◆ **DATA PROVIDED**
=-=-=

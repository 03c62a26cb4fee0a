// Copyright (c) 2025 The qml-builder Authors
//
// Licensed under the MIT License.
// See LICENSE file in the project root for full license information.
//
// SPDX-License-Identifier: MIT

//! `qml check` command: advisory schema checks over a document.
//!
//! Parses an interchange document and reports, per layer, unknown kinds,
//! missing required arguments, unrecognised argument names, and value-kind
//! mismatches. Findings are advisory: the exit code is zero unless
//! `--strict` is set.

use anyhow::Context;
use layer_registry::LayerRegistry;
use model_def::ModelDocument;
use std::path::Path;

pub fn execute(file: &Path, strict: bool) -> anyhow::Result<()> {
    let content = std::fs::read_to_string(file)
        .with_context(|| format!("cannot read document '{}'", file.display()))?;
    let doc = ModelDocument::from_json(&content)
        .with_context(|| format!("cannot parse document '{}'", file.display()))?;

    let registry = LayerRegistry::builtin();

    println!("╔══════════════════════════════════════════════════════╗");
    println!("║                qml · Document Check                 ║");
    println!("╚══════════════════════════════════════════════════════╝");
    println!();
    println!("  Document: {}", file.display());
    println!("  Model type: {}", doc.model_type);
    println!("  Layers: {}", doc.layers.len());
    println!();

    let mut total_issues = 0usize;

    for (index, layer) in doc.layers.iter().enumerate() {
        if !registry.is_known_kind(&layer.kind) {
            println!("  [{index}] {:<16} unknown layer kind", layer.kind);
            total_issues += 1;
            continue;
        }

        // Registered kind, so the lookup cannot miss.
        let issues = registry
            .check_args(&layer.kind, &layer.args)
            .unwrap_or_default();
        if issues.is_empty() {
            tracing::debug!("layer {index} ({}) is complete", layer.kind);
            continue;
        }
        for issue in &issues {
            println!("  [{index}] {:<16} {issue}", layer.kind);
        }
        total_issues += issues.len();
    }

    if total_issues == 0 {
        println!("  No issues found.");
        println!();
        return Ok(());
    }

    println!();
    println!("  {total_issues} issue(s) found.");
    println!();

    if strict {
        anyhow::bail!("{total_issues} issue(s) found in '{}'", file.display());
    }
    Ok(())
}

=-=-=

◆ **EXERCISE PROMPT**
Search the entries for the word "display" and gather every line where it appears.

◆ **EXERCISE RESULT**
        .with_context(|| format!("cannot read document '{}'", file.display()))?;
        .with_context(|| format!("cannot parse document '{}'", file.display()))?;
    println!("  Document: {}", file.display());
        anyhow::bail!("{total_issues} issue(s) found in '{}'", file.display());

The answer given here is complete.